→ **DATA FOR PROCESSING**:
____________

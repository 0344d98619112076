use crate::domain::{models::cart::Cart, ports::CartRepository};
use crate::error::AppError;
use async_trait::async_trait;
use sqlx::SqlitePool;

pub struct SqliteCartRepo {
    pool: SqlitePool,
}

impl SqliteCartRepo {
    pub fn new(pool: SqlitePool) -> Self {
        Self { pool }
    }
}

#[async_trait]
impl CartRepository for SqliteCartRepo {
    async fn load(&self, session_id: &str) -> Result<Option<Cart>, AppError> {
        sqlx::query_as::<_, Cart>("SELECT * FROM carts WHERE session_id = ?")
            .bind(session_id)
            .fetch_optional(&self.pool)
            .await
            .map_err(AppError::Database)
    }

    async fn save(&self, cart: &Cart) -> Result<(), AppError> {
        sqlx::query(
            r#"INSERT INTO carts (session_id, items, updated_at) VALUES (?, ?, ?)
               ON CONFLICT(session_id) DO UPDATE SET items = excluded.items, updated_at = excluded.updated_at"#
        )
            .bind(&cart.session_id)
            .bind(&cart.items)
            .bind(cart.updated_at)
            .execute(&self.pool)
            .await
            .map_err(AppError::Database)?;
        Ok(())
    }

    async fn delete(&self, session_id: &str) -> Result<(), AppError> {
        sqlx::query("DELETE FROM carts WHERE session_id = ?")
            .bind(session_id)
            .execute(&self.pool)
            .await
            .map_err(AppError::Database)?;
        Ok(())
    }
}
use crate::domain::{models::student::Student, ports::StudentRepository};
use crate::error::AppError;
use async_trait::async_trait;
use sqlx::SqlitePool;

pub struct SqliteStudentRepo {
    pool: SqlitePool,
}

impl SqliteStudentRepo {
    pub fn new(pool: SqlitePool) -> Self {
        Self { pool }
    }
}

#[async_trait]
impl StudentRepository for SqliteStudentRepo {
    async fn create(&self, student: &Student) -> Result<Student, AppError> {
        sqlx::query_as::<_, Student>("INSERT INTO students (id, name, created_at) VALUES (?, ?, ?) RETURNING *")
            .bind(&student.id)
            .bind(&student.name)
            .bind(student.created_at)
            .fetch_one(&self.pool)
            .await
            .map_err(AppError::Database)
    }

    async fn find_by_id(&self, id: &str) -> Result<Option<Student>, AppError> {
        sqlx::query_as::<_, Student>("SELECT * FROM students WHERE id = ?")
            .bind(id)
            .fetch_optional(&self.pool)
            .await
            .map_err(AppError::Database)
    }

    async fn list(&self) -> Result<Vec<Student>, AppError> {
        sqlx::query_as::<_, Student>("SELECT * FROM students ORDER BY name ASC")
            .fetch_all(&self.pool)
            .await
            .map_err(AppError::Database)
    }
}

____________

→ **WHAT THE TASK REQUIRES**:
Reply with every line of the material above, unaltered.

→ **SOLUTION TO THIS EXERCISE**:
repository 0344d98619112076
use crate::domain::{models::cart::Cart, ports::CartRepository};
use crate::error::AppError;
use async_trait::async_trait;
use sqlx::SqlitePool;

pub struct SqliteCartRepo {
    pool: SqlitePool,
}

impl SqliteCartRepo {
    pub fn new(pool: SqlitePool) -> Self {
        Self { pool }
    }
}

#[async_trait]
impl CartRepository for SqliteCartRepo {
    async fn load(&self, session_id: &str) -> Result<Option<Cart>, AppError> {
        sqlx::query_as::<_, Cart>("SELECT * FROM carts WHERE session_id = ?")
            .bind(session_id)
            .fetch_optional(&self.pool)
            .await
            .map_err(AppError::Database)
    }

    async fn save(&self, cart: &Cart) -> Result<(), AppError> {
        sqlx::query(
            r#"INSERT INTO carts (session_id, items, updated_at) VALUES (?, ?, ?)
               ON CONFLICT(session_id) DO UPDATE SET items = excluded.items, updated_at = excluded.updated_at"#
        )
            .bind(&cart.session_id)
            .bind(&cart.items)
            .bind(cart.updated_at)
            .execute(&self.pool)
            .await
            .map_err(AppError::Database)?;
        Ok(())
    }

    async fn delete(&self, session_id: &str) -> Result<(), AppError> {
        sqlx::query("DELETE FROM carts WHERE session_id = ?")
            .bind(session_id)
            .execute(&self.pool)
            .await
            .map_err(AppError::Database)?;
        Ok(())
    }
}
use crate::domain::{models::student::Student, ports::StudentRepository};
use crate::error::AppError;
use async_trait::async_trait;
use sqlx::SqlitePool;

pub struct SqliteStudentRepo {
    pool: SqlitePool,
}

impl SqliteStudentRepo {
    pub fn new(pool: SqlitePool) -> Self {
        Self { pool }
    }
}

#[async_trait]
impl StudentRepository for SqliteStudentRepo {
    async fn create(&self, student: &Student) -> Result<Student, AppError> {
        sqlx::query_as::<_, Student>("INSERT INTO students (id, name, created_at) VALUES (?, ?, ?) RETURNING *")
            .bind(&student.id)
            .bind(&student.name)
            .bind(student.created_at)
            .fetch_one(&self.pool)
            .await
            .map_err(AppError::Database)
    }

    async fn find_by_id(&self, id: &str) -> Result<Option<Student>, AppError> {
        sqlx::query_as::<_, Student>("SELECT * FROM students WHERE id = ?")
            .bind(id)
            .fetch_optional(&self.pool)
            .await
            .map_err(AppError::Database)
    }

    async fn list(&self) -> Result<Vec<Student>, AppError> {
        sqlx::query_as::<_, Student>("SELECT * FROM students ORDER BY name ASC")
            .fetch_all(&self.pool)
            .await
            .map_err(AppError::Database)
    }
}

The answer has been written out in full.